The urgent sound of a familiar honk, dad’s SUV, thrice in quick succession.

The screech-to-a-halt of a black Toyota salon car in front of the gate.

The gunshots, double fired.

Two hefty men, faces covered with masks, rushing out the salon car on to dad’s SUV and waving a white handkerchief in his face.

The yowl that follows the clobbering with a gun on his bald head.

The shutting of his mouth with a tape.

The decelerating squirms and smothered screams as he is dragged into the salon car.

The quirk turn and acceleration of the car, zooming so quickly out of sight.

A sudden splurge of adrenalin plunges me into dad’s steering wheel. I start the car and match the throttle with all the energy I can muster. The speedometer spins from 0 to 200km.

With the salon car in sight, the chase is on.

Steadily, I close in on the assailants, narrowing the gap between us.

400 metres.

250 metres

150 metres

50 meters.

I reach out for a gun beneath the driver’s seat.

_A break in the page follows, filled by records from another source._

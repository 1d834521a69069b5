use super::ServiceName;
use serde::Deserialize;
use time::{macros::format_description, Date};

/// The JSON payload accepted by the create and update endpoints. Dates come
/// in as `YYYY-MM-DD` strings; an absent or empty `end_date` means the
/// subscription has no end.
#[derive(Debug, Deserialize)]
pub struct CreateSubscription {
    pub service_name: String,
    pub price: i32,
    pub user_id: String,
    pub start_date: String,
    #[serde(default)]
    pub end_date: Option<String>,
}

/// A `CreateSubscription` whose fields have been parse-validated.
#[derive(Debug)]
pub struct NewSubscription {
    pub service_name: ServiceName,
    pub price: i32,
    pub user_id: String,
    pub start_date: Date,
    pub end_date: Option<Date>,
}

impl TryFrom<CreateSubscription> for NewSubscription {
    type Error = ValidationError;

    fn try_from(input: CreateSubscription) -> Result<Self, Self::Error> {
        let service_name =
            ServiceName::parse(input.service_name).map_err(ValidationError::InvalidServiceName)?;

        let start_date = parse_date(&input.start_date)
            .map_err(|_| ValidationError::InvalidStartDate(input.start_date.clone()))?;

        let end_date = match input.end_date.as_deref() {
            None | Some("") => None,
            Some(raw) => Some(
                parse_date(raw).map_err(|_| ValidationError::InvalidEndDate(raw.to_owned()))?,
            ),
        };

        if let Some(end_date) = end_date {
            if end_date < start_date {
                return Err(ValidationError::EndDateBeforeStartDate {
                    start_date,
                    end_date,
                });
            }
        }

        Ok(Self {
            service_name,
            price: input.price,
            user_id: input.user_id,
            start_date,
            end_date,
        })
    }
}

pub fn parse_date(input: &str) -> Result<Date, time::error::Parse> {
    Date::parse(input, format_description!("[year]-[month]-[day]"))
}

#[derive(Debug, thiserror::Error)]
pub enum ValidationError {
    #[error("`{0}` is not a valid start date, expected YYYY-MM-DD")]
    InvalidStartDate(String),
    #[error("`{0}` is not a valid end date, expected YYYY-MM-DD")]
    InvalidEndDate(String),
    #[error("end date `{end_date}` precedes start date `{start_date}`")]
    EndDateBeforeStartDate { start_date: Date, end_date: Date },
    #[error("{0}")]
    InvalidServiceName(String),
    #[error("`{0}` is not a valid date_from, expected YYYY-MM-DD")]
    InvalidDateFrom(String),
    #[error("`{0}` is not a valid date_to, expected YYYY-MM-DD")]
    InvalidDateTo(String),
}
use super::ServiceName;
use serde::{Deserialize, Serialize};
use sqlx::FromRow;
use time::{Date, OffsetDateTime};
use uuid::Uuid;

/// A persisted subscription record. `id` and `created_at` are assigned at
/// insertion time and never change afterwards.
#[derive(Debug, Clone, PartialEq, Serialize, Deserialize, FromRow)]
pub struct Subscription {
    pub id: Uuid,
    pub service_name: ServiceName,
    pub price: i32,
    pub user_id: String,
    pub start_date: Date,
    /// `None` means the subscription is ongoing.
    #[serde(default, skip_serializing_if = "Option::is_none")]
    pub end_date: Option<Date>,
    #[serde(with = "time::serde::rfc3339")]
    pub created_at: OffsetDateTime,
}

Dad is military, Airforce, he always keeps a pistol there for times like this. How he couldn’t use the weapon, I can’t fathom.

I cock my head out the window and fire a shot at the car’s back wheel.

I’d never used a gun but, luckily, I don’t miss.

I land another shot on its rear windshield, boring a hole in it.

A reprisal attack follows: a series of shots at my windshield that leave puckers all over.

I don’t balk. I keep on the chase until we we’re a yard from each other.

More shots are fired at my windshield, digging a hole in the middle and sending a shard of glass into my right arm.

I look at my bloodied arm and my countenance swiftly changes.

Poise. Urgency. Rage.

I release my full weight on the throttle and crash into the salon car with a thud.

The car is forced to a halt and the passenger doors are thrown open.

A shooting spree ensues. Constant shots are fired at my windshield by one of the men.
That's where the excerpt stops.